* **WHAT IS BEING ASKED**: Every line that contains the word "usize" should be copied from the records below.

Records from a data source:
------------------------

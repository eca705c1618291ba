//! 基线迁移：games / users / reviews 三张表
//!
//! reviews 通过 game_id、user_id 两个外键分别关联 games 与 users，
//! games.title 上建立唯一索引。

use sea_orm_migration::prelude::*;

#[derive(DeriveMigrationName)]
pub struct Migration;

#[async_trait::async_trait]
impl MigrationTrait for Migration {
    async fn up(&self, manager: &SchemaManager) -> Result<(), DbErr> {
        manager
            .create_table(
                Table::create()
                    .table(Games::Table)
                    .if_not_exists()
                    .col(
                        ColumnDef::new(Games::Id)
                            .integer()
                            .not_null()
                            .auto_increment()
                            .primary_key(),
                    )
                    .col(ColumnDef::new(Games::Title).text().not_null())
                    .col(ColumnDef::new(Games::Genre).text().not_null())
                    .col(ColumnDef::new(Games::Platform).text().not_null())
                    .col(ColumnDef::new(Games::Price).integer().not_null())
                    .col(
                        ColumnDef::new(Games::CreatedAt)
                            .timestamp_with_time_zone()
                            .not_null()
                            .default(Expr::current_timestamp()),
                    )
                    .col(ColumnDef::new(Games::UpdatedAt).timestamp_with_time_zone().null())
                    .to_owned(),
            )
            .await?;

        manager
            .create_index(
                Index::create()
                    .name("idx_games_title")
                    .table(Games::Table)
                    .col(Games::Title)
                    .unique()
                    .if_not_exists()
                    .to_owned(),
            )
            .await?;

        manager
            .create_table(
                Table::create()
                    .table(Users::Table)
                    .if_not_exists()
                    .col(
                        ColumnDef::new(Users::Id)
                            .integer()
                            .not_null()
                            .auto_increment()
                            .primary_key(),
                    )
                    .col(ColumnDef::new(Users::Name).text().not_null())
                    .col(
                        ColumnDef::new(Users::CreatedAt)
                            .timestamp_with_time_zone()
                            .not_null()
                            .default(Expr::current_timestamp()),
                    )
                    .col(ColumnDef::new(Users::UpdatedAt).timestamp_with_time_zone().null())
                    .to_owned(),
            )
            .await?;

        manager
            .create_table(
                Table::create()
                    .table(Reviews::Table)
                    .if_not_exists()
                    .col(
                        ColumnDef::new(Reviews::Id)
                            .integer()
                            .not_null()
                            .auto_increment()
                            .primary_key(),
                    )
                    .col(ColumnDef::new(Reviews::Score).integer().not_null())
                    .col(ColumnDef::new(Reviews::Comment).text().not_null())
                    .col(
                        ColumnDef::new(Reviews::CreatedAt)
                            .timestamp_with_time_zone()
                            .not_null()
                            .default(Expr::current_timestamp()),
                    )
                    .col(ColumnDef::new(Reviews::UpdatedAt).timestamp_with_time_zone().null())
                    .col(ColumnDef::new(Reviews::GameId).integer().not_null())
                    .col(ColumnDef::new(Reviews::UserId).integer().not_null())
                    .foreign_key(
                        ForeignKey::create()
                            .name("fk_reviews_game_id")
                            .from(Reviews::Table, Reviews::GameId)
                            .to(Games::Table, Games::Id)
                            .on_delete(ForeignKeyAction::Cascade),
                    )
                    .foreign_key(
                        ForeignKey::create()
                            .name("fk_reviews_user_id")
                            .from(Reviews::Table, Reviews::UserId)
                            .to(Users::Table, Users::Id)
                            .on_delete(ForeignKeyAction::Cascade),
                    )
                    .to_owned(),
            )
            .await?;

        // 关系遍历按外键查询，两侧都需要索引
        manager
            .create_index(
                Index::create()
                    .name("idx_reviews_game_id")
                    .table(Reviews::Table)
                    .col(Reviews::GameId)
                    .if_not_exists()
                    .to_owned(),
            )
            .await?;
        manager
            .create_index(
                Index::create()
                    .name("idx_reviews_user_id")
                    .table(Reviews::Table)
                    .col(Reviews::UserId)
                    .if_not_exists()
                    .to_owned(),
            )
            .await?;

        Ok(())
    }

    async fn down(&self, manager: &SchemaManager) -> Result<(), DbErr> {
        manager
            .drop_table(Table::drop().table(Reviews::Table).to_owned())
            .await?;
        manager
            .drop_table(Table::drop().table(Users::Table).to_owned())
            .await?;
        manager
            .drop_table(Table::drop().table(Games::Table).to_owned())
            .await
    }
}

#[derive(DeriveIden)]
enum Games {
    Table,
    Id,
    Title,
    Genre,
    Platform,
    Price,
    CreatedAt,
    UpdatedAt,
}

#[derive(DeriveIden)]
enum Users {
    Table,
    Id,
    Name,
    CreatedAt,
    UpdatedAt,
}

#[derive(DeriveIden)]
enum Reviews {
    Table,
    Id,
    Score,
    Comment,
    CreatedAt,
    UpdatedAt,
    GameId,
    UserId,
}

------------------------

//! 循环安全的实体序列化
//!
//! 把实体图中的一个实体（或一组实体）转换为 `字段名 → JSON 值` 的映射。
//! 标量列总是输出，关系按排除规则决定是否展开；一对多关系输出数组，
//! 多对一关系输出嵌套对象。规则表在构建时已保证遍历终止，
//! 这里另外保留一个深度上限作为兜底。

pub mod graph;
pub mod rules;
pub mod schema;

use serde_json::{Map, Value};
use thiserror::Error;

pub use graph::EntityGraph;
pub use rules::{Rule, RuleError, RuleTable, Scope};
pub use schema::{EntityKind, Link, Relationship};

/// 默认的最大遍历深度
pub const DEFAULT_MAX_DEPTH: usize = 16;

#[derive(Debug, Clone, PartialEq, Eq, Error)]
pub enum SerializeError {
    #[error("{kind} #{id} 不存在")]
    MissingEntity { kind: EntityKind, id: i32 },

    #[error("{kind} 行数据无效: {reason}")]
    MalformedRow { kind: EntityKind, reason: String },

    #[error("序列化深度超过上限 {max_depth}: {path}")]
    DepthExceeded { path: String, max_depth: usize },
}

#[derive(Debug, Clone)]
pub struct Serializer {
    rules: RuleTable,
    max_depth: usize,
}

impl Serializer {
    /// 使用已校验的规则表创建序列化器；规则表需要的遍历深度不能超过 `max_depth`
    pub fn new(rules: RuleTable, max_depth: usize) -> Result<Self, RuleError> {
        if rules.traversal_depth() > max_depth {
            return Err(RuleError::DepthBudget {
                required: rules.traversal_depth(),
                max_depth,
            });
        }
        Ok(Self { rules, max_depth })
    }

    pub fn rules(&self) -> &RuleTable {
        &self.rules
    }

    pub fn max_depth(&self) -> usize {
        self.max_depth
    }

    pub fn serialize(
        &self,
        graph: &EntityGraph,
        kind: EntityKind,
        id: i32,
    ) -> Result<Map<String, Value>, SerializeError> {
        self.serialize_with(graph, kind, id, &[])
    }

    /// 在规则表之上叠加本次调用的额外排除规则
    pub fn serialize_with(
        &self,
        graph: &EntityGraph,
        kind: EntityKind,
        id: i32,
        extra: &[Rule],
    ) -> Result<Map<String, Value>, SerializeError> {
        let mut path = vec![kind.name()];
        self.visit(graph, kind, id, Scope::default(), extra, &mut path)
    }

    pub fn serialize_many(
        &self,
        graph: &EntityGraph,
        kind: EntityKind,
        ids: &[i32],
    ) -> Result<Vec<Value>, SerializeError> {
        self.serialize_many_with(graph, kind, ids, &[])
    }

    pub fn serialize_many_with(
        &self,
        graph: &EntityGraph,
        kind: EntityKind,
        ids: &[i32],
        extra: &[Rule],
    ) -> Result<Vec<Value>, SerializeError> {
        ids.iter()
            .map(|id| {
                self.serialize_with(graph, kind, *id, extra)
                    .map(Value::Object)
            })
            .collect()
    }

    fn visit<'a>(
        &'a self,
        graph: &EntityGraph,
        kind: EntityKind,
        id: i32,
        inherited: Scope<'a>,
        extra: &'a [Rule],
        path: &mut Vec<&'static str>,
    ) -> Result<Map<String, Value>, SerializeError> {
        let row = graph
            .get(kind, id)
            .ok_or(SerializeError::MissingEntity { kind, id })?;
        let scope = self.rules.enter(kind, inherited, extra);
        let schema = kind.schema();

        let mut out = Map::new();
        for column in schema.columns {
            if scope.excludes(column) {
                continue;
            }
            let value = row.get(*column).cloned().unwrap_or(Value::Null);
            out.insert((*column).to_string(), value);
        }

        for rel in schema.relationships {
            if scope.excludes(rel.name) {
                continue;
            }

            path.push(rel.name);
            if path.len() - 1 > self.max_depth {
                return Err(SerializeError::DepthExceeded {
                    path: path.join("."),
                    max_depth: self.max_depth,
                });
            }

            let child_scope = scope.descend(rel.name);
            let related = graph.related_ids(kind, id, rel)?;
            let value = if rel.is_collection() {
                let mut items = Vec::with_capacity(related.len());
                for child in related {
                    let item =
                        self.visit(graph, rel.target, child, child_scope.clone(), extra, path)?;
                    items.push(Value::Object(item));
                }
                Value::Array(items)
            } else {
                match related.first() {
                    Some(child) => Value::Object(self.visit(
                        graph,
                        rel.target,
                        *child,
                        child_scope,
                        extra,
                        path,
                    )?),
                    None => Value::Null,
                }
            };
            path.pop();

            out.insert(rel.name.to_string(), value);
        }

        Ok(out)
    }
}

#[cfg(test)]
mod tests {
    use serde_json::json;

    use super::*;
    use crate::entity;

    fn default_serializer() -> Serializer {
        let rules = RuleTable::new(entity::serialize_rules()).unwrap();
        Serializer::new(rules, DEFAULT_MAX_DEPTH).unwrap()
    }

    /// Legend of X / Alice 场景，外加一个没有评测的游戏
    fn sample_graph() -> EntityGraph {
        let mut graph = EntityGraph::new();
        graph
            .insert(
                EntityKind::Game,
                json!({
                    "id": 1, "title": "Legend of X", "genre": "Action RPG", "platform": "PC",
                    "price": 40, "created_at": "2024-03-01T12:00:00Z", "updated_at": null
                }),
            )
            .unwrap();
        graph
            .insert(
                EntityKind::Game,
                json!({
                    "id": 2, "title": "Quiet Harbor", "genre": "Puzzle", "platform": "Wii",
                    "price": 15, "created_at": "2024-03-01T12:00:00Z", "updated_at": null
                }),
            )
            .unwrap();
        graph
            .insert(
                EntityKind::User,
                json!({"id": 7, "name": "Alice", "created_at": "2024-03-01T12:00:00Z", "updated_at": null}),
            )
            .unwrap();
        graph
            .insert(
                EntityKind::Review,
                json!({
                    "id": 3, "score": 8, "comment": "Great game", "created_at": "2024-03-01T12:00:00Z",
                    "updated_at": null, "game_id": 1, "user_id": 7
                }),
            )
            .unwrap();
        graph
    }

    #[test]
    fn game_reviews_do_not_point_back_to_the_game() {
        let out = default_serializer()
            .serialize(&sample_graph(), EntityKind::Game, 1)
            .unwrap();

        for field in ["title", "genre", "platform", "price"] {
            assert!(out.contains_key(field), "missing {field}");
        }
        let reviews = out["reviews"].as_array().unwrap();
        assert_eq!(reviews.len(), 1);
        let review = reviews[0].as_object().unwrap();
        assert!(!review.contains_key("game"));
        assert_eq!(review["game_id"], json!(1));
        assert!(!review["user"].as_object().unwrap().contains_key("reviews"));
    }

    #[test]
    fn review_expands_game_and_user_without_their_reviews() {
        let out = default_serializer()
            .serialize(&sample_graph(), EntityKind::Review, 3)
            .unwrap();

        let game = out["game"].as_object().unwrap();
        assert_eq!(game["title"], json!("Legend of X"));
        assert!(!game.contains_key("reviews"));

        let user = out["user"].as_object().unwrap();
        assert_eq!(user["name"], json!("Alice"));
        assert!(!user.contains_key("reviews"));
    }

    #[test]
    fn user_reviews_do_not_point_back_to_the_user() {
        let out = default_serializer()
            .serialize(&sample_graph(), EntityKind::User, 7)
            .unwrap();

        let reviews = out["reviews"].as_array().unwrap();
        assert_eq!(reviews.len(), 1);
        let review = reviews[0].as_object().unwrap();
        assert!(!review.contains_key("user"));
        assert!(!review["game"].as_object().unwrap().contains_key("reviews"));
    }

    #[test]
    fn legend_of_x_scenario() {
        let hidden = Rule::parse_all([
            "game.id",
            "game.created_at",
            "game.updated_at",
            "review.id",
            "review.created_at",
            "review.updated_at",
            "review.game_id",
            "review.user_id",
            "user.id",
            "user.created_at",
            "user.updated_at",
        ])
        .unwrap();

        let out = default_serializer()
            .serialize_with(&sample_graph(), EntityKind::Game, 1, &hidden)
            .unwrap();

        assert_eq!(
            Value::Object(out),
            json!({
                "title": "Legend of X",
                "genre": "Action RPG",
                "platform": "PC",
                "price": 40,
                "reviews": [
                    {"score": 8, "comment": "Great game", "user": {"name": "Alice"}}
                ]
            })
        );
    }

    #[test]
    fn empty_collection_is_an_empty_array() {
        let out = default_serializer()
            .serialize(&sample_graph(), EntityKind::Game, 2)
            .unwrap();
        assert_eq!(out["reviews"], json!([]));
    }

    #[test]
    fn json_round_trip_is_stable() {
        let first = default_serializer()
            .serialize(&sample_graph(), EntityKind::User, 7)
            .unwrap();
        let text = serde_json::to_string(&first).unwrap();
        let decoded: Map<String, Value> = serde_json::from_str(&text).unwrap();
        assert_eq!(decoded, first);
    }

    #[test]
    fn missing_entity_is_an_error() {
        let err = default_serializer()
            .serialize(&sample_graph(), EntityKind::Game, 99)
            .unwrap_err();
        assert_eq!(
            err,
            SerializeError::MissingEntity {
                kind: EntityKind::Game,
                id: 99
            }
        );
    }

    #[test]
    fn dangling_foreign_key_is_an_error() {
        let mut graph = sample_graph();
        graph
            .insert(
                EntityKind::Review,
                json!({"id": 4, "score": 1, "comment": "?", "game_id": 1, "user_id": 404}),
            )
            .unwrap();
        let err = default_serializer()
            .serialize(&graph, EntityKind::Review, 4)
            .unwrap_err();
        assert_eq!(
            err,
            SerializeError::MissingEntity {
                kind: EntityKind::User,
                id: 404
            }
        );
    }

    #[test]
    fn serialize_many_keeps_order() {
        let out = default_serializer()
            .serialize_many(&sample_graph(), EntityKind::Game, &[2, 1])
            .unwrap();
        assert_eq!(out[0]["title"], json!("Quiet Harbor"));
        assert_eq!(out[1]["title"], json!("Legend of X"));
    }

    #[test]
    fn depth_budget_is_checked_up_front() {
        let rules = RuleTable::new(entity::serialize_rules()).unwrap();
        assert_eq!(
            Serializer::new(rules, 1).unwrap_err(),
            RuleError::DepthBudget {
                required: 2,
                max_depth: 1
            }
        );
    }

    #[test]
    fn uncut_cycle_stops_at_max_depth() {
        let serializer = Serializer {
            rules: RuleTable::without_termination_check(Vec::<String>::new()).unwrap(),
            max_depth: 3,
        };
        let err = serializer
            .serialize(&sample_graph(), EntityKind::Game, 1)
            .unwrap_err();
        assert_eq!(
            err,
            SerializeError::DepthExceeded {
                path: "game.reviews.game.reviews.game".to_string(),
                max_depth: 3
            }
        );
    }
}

------------------------

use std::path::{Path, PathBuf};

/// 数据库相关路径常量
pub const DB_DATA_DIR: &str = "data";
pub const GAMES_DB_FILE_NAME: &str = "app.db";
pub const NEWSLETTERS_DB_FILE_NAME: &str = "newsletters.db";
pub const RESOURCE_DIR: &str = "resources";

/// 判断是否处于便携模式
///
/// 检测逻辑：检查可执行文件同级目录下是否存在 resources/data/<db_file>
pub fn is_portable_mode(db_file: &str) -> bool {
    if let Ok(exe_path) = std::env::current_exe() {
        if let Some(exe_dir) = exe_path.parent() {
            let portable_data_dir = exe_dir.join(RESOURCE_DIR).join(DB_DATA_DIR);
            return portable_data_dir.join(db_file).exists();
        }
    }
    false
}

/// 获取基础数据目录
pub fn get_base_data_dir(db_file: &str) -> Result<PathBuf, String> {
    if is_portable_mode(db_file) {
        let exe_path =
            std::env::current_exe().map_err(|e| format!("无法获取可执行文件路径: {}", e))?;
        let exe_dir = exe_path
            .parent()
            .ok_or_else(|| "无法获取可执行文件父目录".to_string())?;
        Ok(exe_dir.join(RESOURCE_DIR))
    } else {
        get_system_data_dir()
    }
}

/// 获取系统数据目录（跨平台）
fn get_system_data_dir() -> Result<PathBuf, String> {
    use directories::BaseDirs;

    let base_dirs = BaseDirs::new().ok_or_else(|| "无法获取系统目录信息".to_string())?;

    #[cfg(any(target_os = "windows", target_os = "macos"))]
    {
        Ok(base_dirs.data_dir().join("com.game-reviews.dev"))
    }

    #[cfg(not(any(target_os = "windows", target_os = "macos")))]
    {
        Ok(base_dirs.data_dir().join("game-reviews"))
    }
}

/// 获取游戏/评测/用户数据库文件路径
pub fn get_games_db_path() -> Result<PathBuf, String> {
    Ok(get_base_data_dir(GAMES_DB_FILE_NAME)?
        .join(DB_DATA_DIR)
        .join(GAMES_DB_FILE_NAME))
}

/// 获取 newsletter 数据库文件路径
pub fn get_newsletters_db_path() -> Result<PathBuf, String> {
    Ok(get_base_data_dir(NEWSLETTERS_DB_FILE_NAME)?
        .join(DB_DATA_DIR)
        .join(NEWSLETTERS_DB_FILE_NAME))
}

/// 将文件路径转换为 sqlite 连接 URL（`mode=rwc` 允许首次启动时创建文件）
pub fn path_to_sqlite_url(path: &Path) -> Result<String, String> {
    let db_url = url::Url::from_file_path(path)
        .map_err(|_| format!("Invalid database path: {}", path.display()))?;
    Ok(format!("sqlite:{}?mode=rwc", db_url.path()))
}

------------------------

* **COMPLETED TASK**:
pub const DEFAULT_MAX_DEPTH: usize = 16;
    DepthExceeded { path: String, max_depth: usize },
    max_depth: usize,
    pub fn new(rules: RuleTable, max_depth: usize) -> Result<Self, RuleError> {
    pub fn max_depth(&self) -> usize {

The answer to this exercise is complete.